Seja pelas diferenças entre a nossa formação nacional e o resto do continente, seja pelas dimensões do Brasil, eu não diria que estamos dando a devida importância ao cataclisma humanitário na Venezuela. Há um certo frenesi, isso sim me parece inquestionável, porém nada capaz de gerar a merecida carga de empatia, levando-se em conta a gravidade do momento. E digo isso mesmo reconhecendo a gama de percalços por aqui, como as constantes crises provocadas pelos filhos do presidente Jair Bolsonaro e o início da discussão sobre a reforma da Previdência.
Todavia, percebe-se um fenômeno ainda mais digno de crítica entre nós, capaz não apenas de ir ao encontro desse descaso como de transcendê-lo. Refiro-me ao tom indulgente adotado pela esquerda e seus simpatizantes quando se trata de Nicolás Maduro.
Antes de prosseguir, à guisa de estabelecer conexão com a realidade e em consideração aos mais de 50 mil migrantes venezuelanos que cá estão atrás de comida, saúde e segurança, lembro que Maduro cerceia os seus — isso quando não os persegue, encarcera ou mata. Que apoderou-se do Judiciário e do sistema eleitoral venezuelanos. Vale lembrar também que, graças ao chavismo, a Venezuela deixou de ser uma nação próspera para conviver com uma inflação de 1 milhão por cento no ano passado (projeção de 10 milhões por cento este ano). Que o quilo da carne custa o equivalente a um salário mínimo e que em média a população perdeu mais de 10 quilos nos últimos 12 meses. E, por fim, que, além de ser sustentado por militares, tudo indica mancomunados com o narcotráfico, Maduro estabeleceu e armou milícias para defender seu governo. Ambos, exército e milícias, inclusive já abriram fogo contra civis, provocando fatalidades.
Dado um cenário tão medonho, considerando que o último pleito teve um índice de abstenção acima de 50% e não contou com um só candidato da oposição, era de se imaginar que não houvesse maiores contendas a respeito da legitimidade do regime chavista e o dever moral de apoiar o povo venezuelano. Tampouco alguém se atreveria a contestar o fato de que a Venezuela sofre sob o jugo de uma ditadura imposta por Nicolás Maduro.
Era de se imaginar, contudo, não é o que se vê.
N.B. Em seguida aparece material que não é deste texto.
//! Concurrent resolution of service and plan GUIDs to catalog names.
//!
//! The walk over the raw resources is sequential, so reserving a placeholder
//! map entry before spawning is enough to guarantee at most one lookup per
//! unique GUID. The spawned tasks never touch the maps; each returns its
//! `(kind, guid, result)` to the coordinator, which owns both maps and drains
//! the `JoinSet` until every lookup has finished, success or failure.

use crate::api::{self, Resource};
use async_trait::async_trait;
use std::collections::HashMap;
use std::sync::Arc;
use tokio::task::JoinSet;

/// Source of display names for catalog resources. Implemented by `ApiClient`;
/// tests substitute an in-memory map.
#[async_trait]
pub trait NameLookup: Send + Sync {
    async fn display_name(&self, path: &str) -> api::Result<String>;
}

/// GUID → resolved name, one map per catalog dimension. A GUID whose lookup
/// failed keeps its reserved empty name.
#[derive(Debug, Default)]
pub struct ResolvedNames {
    pub services: HashMap<String, String>,
    pub plans: HashMap<String, String>,
}

impl ResolvedNames {
    pub fn service(&self, guid: &str) -> &str {
        self.services.get(guid).map(String::as_str).unwrap_or("")
    }

    pub fn plan(&self, guid: &str) -> &str {
        self.plans.get(guid).map(String::as_str).unwrap_or("")
    }
}

#[derive(Debug, Clone, Copy)]
enum Kind {
    Service,
    Plan,
}

impl Kind {
    fn path(self, guid: &str) -> String {
        match self {
            Kind::Service => format!("/v2/services/{guid}"),
            Kind::Plan => format!("/v2/service_plans/{guid}"),
        }
    }

    fn label(self) -> &'static str {
        match self {
            Kind::Service => "service",
            Kind::Plan => "service plan",
        }
    }
}

/// Resolve every unique service and plan GUID referenced by `resources`.
///
/// Dispatches exactly one lookup per unique GUID, runs all lookups
/// concurrently, and returns only once every dispatched lookup has completed.
/// Individual failures are logged and leave the name empty; they never abort
/// the join.
pub async fn resolve(lookup: Arc<dyn NameLookup>, resources: &[Resource]) -> ResolvedNames {
    let mut names = ResolvedNames::default();
    let mut tasks: JoinSet<(Kind, String, api::Result<String>)> = JoinSet::new();

    for resource in resources {
        let Some(entity) = &resource.entity else {
            continue;
        };
        tracing::debug!("Processing resource {:?}", entity.name);

        if let Some(guid) = &entity.service_guid {
            spawn_unique(&mut tasks, &mut names.services, Kind::Service, guid, &lookup);
        } else {
            tracing::debug!("No service GUID in {:?}", entity.name);
        }

        if let Some(guid) = &entity.service_plan_guid {
            spawn_unique(&mut tasks, &mut names.plans, Kind::Plan, guid, &lookup);
        } else {
            tracing::debug!("No service plan GUID in {:?}", entity.name);
        }
    }

    tracing::debug!("Waiting for {} lookups to finish", tasks.len());
    while let Some(joined) = tasks.join_next().await {
        match joined {
            Ok((kind, guid, Ok(name))) => {
                let map = match kind {
                    Kind::Service => &mut names.services,
                    Kind::Plan => &mut names.plans,
                };
                map.insert(guid, name);
            }
            Ok((kind, guid, Err(err))) => {
                tracing::warn!("Failed to get {} metadata for {}: {err}", kind.label(), guid);
            }
            Err(err) => {
                tracing::error!("Lookup task failed: {err}");
            }
        }
    }

    names
}

/// Reserve the GUID's map entry and spawn its lookup, unless a previous
/// resource already did. Must run on the single dispatching walk.
fn spawn_unique(
    tasks: &mut JoinSet<(Kind, String, api::Result<String>)>,
    map: &mut HashMap<String, String>,
    kind: Kind,
    guid: &str,
    lookup: &Arc<dyn NameLookup>,
) {
    if map.contains_key(guid) {
        return;
    }
    map.insert(guid.to_string(), String::new());

    let lookup = Arc::clone(lookup);
    let guid = guid.to_string();
    tasks.spawn(async move {
        tracing::debug!("Getting metadata for {} with GUID {}", kind.label(), guid);
        let result = lookup.display_name(&kind.path(&guid)).await;
        tracing::debug!("Received metadata for {} with GUID {}", kind.label(), guid);
        (kind, guid, result)
    });
}

#[cfg(test)]
mod tests {
    use super::*;
    use crate::api::ApiError;
    use std::collections::HashSet;
    use std::sync::Mutex;
    use std::time::Duration;

    /// In-memory lookup that records every requested path and can be told to
    /// fail or stall for specific paths.
    #[derive(Default)]
    struct MockLookup {
        names: HashMap<String, String>,
        failures: HashSet<String>,
        slow: HashSet<String>,
        calls: Mutex<Vec<String>>,
    }

    impl MockLookup {
        fn with_names(pairs: &[(&str, &str)]) -> Self {
            Self {
                names: pairs
                    .iter()
                    .map(|(path, name)| (path.to_string(), name.to_string()))
                    .collect(),
                ..Default::default()
            }
        }

        fn failing(mut self, path: &str) -> Self {
            self.failures.insert(path.to_string());
            self
        }

        fn stalling(mut self, path: &str) -> Self {
            self.slow.insert(path.to_string());
            self
        }

        fn calls(&self) -> Vec<String> {
            self.calls.lock().unwrap().clone()
        }
    }

    #[async_trait]
    impl NameLookup for MockLookup {
        async fn display_name(&self, path: &str) -> api::Result<String> {
            self.calls.lock().unwrap().push(path.to_string());
            if self.slow.contains(path) {
                tokio::time::sleep(Duration::from_millis(50)).await;
            }
            if self.failures.contains(path) {
                return Err(ApiError::EntityNotFound {
                    path: path.to_string(),
                });
            }
            Ok(self.names.get(path).cloned().unwrap_or_default())
        }
    }

    fn resource(name: Option<&str>, service: Option<&str>, plan: Option<&str>) -> Resource {
        let entity = serde_json::json!({
            "name": name,
            "service_guid": service,
            "service_plan_guid": plan,
        });
        serde_json::from_value(serde_json::json!({ "entity": entity })).unwrap()
    }

    #[tokio::test]
    async fn test_one_lookup_per_unique_guid() {
        let lookup = Arc::new(MockLookup::with_names(&[
            ("/v2/services/svc-a", "mysql"),
            ("/v2/services/svc-b", "redis"),
            ("/v2/service_plans/plan-x", "small"),
        ]));
        let resources = vec![
            resource(Some("db1"), Some("svc-a"), Some("plan-x")),
            resource(Some("db2"), Some("svc-a"), Some("plan-x")),
            resource(Some("db3"), Some("svc-a"), Some("plan-x")),
            resource(Some("cache1"), Some("svc-b"), Some("plan-x")),
        ];

        let names = resolve(lookup.clone(), &resources).await;

        // 2 unique service GUIDs + 1 unique plan GUID = exactly 3 dispatches.
        let mut calls = lookup.calls();
        calls.sort();
        assert_eq!(
            calls,
            vec![
                "/v2/service_plans/plan-x",
                "/v2/services/svc-a",
                "/v2/services/svc-b",
            ]
        );
        assert_eq!(names.service("svc-a"), "mysql");
        assert_eq!(names.service("svc-b"), "redis");
        assert_eq!(names.plan("plan-x"), "small");
    }

    #[tokio::test]
    async fn test_join_waits_for_slow_lookups() {
        let lookup = Arc::new(
            MockLookup::with_names(&[
                ("/v2/services/svc-a", "mysql"),
                ("/v2/service_plans/plan-x", "small"),
            ])
            .stalling("/v2/service_plans/plan-x"),
        );
        let resources = vec![resource(Some("db1"), Some("svc-a"), Some("plan-x"))];

        let names = resolve(lookup, &resources).await;

        // The slow plan lookup must have landed before resolve returned.
        assert_eq!(names.plan("plan-x"), "small");
        assert_eq!(names.service("svc-a"), "mysql");
    }

    #[tokio::test]
    async fn test_failed_lookup_leaves_name_empty() {
        let lookup = Arc::new(
            MockLookup::with_names(&[
                ("/v2/services/svc-b", "redis"),
                ("/v2/service_plans/plan-x", "small"),
                ("/v2/service_plans/plan-y", "free"),
            ])
            .failing("/v2/services/svc-a"),
        );
        let resources = vec![
            resource(Some("db1"), Some("svc-a"), Some("plan-x")),
            resource(Some("cache1"), Some("svc-b"), Some("plan-y")),
        ];

        let names = resolve(lookup, &resources).await;

        assert_eq!(names.service("svc-a"), "");
        assert_eq!(names.service("svc-b"), "redis");
        assert_eq!(names.plan("plan-x"), "small");
        assert_eq!(names.plan("plan-y"), "free");
    }

    #[tokio::test]
    async fn test_entries_without_guids_dispatch_nothing() {
        let lookup = Arc::new(MockLookup::with_names(&[("/v2/services/svc-a", "mysql")]));
        let resources = vec![
            resource(Some("half"), Some("svc-a"), None),
            resource(Some("bare"), None, None),
            serde_json::from_value(serde_json::json!({ "metadata": {} })).unwrap(),
        ];

        let names = resolve(lookup.clone(), &resources).await;

        // The present service GUID is still resolved; nothing else is.
        assert_eq!(lookup.calls(), vec!["/v2/services/svc-a"]);
        assert_eq!(names.service("svc-a"), "mysql");
        assert!(names.plans.is_empty());
    }

    #[tokio::test]
    async fn test_unknown_guid_reads_as_empty() {
        let names = ResolvedNames::default();
        assert_eq!(names.service("nope"), "");
        assert_eq!(names.plan("nope"), "");
    }
}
Bem ao contrário, não falta quem tergiverse ao mencionar o verdugo bolivariano. Há até quem compre a já bolorenta teoria conspiratória que dá conta de um suposto interesse americano em influenciar governos na América Latina, como se estivéssemos em meados do século anterior. Mas o que estou dizendo? Acima de todos os pigarreios, há até mesmo quem busque equiparar a legalidade da oposição venezuelana com a do ditador sanguinário.
Pois, honestamente, eu não poderia dar menos importância para as opiniões de tipos como Gleisi Hoffmann, Carlos Zarattini, Orlando Silva, Roberto Requião e vacas sagradas do PSOL. Se são movidos por excesso de obtusidade, oportunismo político ou a simples falta de empatia, não faz diferença. No fim das contas, são visões de mundo moralmente incompatíveis com a minha. Entretanto, explicam à perfeição o porquê do atual cenário político e o resultado das últimas eleições.
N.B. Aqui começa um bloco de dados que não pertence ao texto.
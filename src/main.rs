use clap::{Parser, Subcommand};
use space_services::cli;
use std::path::PathBuf;

#[derive(Parser)]
#[command(name = "space-services")]
#[command(version)]
#[command(about = "List service instances in the targeted Cloud Foundry space", long_about = None)]
struct Cli {
    #[command(subcommand)]
    command: Commands,

    /// CF config directory override (defaults to $CF_HOME, then $HOME)
    #[arg(long, global = true, env = "CF_HOME")]
    cf_home: Option<PathBuf>,

    /// Enable verbose logging
    #[arg(short, long, global = true)]
    verbose: bool,
}

#[derive(Subcommand)]
enum Commands {
    /// List service instances with their resolved service and plan names
    Ss,
}

#[tokio::main]
async fn main() {
    let cli = Cli::parse();

    // DEBUG=1 mirrors the original plugin's env toggle.
    let debug = cli.verbose || std::env::var("DEBUG").as_deref() == Ok("1");
    if debug {
        tracing_subscriber::fmt()
            .with_max_level(tracing::Level::DEBUG)
            .with_writer(std::io::stderr)
            .init();
    } else {
        tracing_subscriber::fmt()
            .with_max_level(tracing::Level::INFO)
            .with_writer(std::io::stderr)
            .init();
    }

    let result = match cli.command {
        Commands::Ss => cli::ss::execute(cli.cf_home.as_deref()).await,
    };

    // Context and listing failures are fatal; per-lookup failures are
    // reported inside the command and never reach this path.
    if let Err(err) = result {
        println!("FAILED\n");
        eprintln!("{err:#}");
        std::process::exit(1);
    }
}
Não é de hoje que a esquerda enfada a sociedade com uma espécie de monopólio do bom-mocismo. Nascem daí, como se afrontas fossem, essas manifestações grotescas de boa parte dos bolsonaristas que diariamente vemos nas redes sociais. Apesar disso, o prejuízo ao debate imposto por tamanha amolação perde com folga para a inconsistência entre esse mesmo estereótipo e a defesa de tiranos como Nicolás Maduro.
Assim, pergunta-se, e não sem razão: quem é a esquerda para falar de Trump quando apoia um ditador? Quem é Marcelo Freixo para posar como paladino da moral se o seu partido reiteradamente se posiciona ao lado de um opressor? Como Gleisi Hoffmann ousa falar em reforma draconiana para os aposentados se beija a mão de um líder capaz de matar os seus de fome? Que condição tem essa turma, afinal, de falar grosso sobre o que é certo e o que é errado?
Alguém poderá argumentar que existem inconsistências para todos os gostos na nossa cena política. E não estará errado. Basta ver o atual governo, eleito com um discurso quase virginal e já envolvido em casos potencialmente graves, para dizer o mínimo.
De todo modo, se a atual administração reúne totais condições para patinar muito ainda, tanto por conta de escândalos quanto por simples incompetência, seu eleitor pode ficar sossegado. Caso se arrependa pelo voto dado, poderá contar com o radicalismo e a postura desumana da esquerda para absolvê-lo da sua malfadada escolha.